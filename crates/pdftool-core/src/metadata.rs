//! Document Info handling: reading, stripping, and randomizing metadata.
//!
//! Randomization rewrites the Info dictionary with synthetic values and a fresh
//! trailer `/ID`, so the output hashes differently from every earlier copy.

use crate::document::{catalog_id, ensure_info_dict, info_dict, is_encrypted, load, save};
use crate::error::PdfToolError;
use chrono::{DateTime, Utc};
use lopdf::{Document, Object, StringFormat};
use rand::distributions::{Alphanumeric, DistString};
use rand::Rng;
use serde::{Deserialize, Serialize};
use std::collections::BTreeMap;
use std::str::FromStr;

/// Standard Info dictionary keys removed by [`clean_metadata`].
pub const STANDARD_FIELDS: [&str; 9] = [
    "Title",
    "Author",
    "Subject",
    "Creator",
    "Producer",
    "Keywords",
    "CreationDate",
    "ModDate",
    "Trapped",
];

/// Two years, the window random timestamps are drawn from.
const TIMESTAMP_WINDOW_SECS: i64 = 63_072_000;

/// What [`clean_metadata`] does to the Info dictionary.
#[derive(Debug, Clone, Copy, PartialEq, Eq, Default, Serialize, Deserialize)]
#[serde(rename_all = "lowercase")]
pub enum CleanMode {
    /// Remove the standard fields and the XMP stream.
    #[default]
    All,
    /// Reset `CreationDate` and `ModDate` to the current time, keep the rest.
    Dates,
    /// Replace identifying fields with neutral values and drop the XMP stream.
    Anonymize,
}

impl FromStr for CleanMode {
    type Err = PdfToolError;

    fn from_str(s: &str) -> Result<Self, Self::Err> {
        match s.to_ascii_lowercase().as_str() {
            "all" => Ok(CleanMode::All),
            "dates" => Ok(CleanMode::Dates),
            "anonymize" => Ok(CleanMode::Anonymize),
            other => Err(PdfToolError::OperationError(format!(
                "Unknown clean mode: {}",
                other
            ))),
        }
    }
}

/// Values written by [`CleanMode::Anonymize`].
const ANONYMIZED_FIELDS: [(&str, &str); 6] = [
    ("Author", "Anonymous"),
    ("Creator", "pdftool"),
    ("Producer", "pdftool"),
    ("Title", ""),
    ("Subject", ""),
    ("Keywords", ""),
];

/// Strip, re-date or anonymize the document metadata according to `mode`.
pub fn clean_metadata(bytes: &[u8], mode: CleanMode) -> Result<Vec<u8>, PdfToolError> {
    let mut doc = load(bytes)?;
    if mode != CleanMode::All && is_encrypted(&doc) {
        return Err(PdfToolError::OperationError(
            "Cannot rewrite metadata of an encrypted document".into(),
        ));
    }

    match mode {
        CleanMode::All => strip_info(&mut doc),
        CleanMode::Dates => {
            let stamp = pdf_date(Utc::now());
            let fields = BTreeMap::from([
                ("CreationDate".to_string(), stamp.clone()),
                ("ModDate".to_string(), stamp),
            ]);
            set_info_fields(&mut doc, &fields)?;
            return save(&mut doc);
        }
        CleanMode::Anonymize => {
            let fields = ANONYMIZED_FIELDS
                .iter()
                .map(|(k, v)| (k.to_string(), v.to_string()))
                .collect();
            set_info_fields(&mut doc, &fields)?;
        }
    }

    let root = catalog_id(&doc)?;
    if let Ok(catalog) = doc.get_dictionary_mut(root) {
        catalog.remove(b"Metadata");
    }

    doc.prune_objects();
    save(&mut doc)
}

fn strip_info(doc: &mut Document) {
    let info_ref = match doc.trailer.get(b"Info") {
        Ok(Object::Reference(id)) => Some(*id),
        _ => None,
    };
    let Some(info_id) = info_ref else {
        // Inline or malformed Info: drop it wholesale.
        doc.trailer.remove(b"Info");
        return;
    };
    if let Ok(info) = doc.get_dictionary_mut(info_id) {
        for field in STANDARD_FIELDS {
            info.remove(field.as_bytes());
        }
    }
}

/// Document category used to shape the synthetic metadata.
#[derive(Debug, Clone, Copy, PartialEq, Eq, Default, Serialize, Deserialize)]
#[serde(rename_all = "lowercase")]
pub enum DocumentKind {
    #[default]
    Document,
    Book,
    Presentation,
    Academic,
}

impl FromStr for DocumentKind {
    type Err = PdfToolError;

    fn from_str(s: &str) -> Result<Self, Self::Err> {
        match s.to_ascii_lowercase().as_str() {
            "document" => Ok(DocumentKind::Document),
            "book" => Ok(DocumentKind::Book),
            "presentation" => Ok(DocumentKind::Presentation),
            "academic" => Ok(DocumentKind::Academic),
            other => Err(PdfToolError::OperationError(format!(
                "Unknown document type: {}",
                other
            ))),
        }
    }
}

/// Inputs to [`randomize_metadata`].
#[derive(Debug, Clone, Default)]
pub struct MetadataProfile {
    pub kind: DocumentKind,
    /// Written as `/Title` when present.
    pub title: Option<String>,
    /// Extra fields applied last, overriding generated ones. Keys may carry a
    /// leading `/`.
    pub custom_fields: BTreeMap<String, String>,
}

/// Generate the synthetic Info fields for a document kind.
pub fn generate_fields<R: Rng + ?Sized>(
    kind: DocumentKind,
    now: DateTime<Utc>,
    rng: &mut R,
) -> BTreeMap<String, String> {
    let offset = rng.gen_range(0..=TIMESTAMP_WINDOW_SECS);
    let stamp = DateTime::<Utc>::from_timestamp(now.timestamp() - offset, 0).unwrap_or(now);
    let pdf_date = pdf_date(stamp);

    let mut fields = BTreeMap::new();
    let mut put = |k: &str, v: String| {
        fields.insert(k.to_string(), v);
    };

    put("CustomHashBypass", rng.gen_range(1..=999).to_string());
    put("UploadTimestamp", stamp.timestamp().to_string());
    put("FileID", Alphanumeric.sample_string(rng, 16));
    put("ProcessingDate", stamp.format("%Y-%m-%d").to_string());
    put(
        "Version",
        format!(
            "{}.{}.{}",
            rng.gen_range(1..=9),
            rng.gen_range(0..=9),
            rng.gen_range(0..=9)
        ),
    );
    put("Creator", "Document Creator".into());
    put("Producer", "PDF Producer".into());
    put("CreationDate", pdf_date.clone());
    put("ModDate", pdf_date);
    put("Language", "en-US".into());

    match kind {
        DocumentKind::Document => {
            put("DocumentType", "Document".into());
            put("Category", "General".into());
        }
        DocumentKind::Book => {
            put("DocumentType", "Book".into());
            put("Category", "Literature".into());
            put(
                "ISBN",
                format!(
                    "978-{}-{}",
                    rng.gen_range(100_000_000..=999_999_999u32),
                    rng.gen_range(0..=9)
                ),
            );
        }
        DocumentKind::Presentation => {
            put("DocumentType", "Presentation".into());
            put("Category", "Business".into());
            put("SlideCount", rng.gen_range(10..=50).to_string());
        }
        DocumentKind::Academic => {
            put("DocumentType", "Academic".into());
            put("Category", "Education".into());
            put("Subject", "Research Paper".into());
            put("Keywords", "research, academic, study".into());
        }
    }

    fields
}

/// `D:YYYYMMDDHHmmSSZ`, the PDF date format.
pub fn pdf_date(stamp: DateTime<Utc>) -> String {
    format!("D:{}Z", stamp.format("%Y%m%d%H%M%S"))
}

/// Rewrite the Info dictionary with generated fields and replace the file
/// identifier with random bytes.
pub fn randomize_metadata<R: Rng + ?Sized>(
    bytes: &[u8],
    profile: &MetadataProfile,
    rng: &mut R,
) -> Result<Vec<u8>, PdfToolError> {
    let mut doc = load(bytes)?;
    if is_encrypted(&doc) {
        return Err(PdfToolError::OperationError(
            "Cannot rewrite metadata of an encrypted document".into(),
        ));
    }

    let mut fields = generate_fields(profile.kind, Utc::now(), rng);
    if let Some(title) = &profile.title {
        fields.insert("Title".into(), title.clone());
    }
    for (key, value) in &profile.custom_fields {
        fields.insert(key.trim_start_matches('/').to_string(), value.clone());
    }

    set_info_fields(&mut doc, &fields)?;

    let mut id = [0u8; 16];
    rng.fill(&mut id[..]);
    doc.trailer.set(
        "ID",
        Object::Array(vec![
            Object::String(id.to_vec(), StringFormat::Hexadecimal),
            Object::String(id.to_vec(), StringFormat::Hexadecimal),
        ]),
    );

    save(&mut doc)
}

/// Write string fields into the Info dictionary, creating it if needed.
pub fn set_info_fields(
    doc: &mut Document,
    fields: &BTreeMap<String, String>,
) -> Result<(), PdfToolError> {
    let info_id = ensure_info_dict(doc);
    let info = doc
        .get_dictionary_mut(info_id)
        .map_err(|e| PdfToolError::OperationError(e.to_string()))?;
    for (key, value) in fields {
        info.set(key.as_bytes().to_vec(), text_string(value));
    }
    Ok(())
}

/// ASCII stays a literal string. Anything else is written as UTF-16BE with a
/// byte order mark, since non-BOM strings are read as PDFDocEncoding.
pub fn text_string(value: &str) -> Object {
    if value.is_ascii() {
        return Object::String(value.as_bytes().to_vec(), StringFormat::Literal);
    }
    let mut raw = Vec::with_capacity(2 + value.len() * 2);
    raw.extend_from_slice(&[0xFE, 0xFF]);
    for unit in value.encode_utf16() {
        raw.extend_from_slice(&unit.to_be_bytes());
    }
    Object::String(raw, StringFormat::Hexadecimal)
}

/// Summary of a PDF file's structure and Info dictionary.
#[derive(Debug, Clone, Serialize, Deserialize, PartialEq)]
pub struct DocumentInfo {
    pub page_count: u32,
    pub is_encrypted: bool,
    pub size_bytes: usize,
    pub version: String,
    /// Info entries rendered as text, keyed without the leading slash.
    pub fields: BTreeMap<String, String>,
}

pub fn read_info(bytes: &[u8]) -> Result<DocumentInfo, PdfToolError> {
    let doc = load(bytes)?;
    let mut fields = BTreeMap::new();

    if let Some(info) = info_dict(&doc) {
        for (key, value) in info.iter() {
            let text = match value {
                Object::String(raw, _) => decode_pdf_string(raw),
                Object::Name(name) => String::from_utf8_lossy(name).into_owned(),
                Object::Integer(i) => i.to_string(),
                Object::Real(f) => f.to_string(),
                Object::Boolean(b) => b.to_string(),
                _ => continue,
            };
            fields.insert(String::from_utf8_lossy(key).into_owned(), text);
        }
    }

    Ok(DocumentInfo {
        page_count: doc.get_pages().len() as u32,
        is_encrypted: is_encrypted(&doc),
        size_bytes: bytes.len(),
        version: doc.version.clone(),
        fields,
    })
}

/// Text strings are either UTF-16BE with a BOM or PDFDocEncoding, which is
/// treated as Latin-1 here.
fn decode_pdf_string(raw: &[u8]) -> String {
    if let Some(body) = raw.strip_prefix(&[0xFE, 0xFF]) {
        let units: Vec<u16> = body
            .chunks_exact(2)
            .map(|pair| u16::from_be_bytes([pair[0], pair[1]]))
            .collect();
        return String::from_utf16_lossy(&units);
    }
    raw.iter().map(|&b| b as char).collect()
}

Your task: Take the listing above from its first line through the line containing "every earlier copy.", and transcribe that stretch exactly, with no other lines.

Solution for this exercise:
filename crates/pdftool-core/src/metadata.rs
//! Document Info handling: reading, stripping, and randomizing metadata.
//!
//! Randomization rewrites the Info dictionary with synthetic values and a fresh
//! trailer `/ID`, so the output hashes differently from every earlier copy.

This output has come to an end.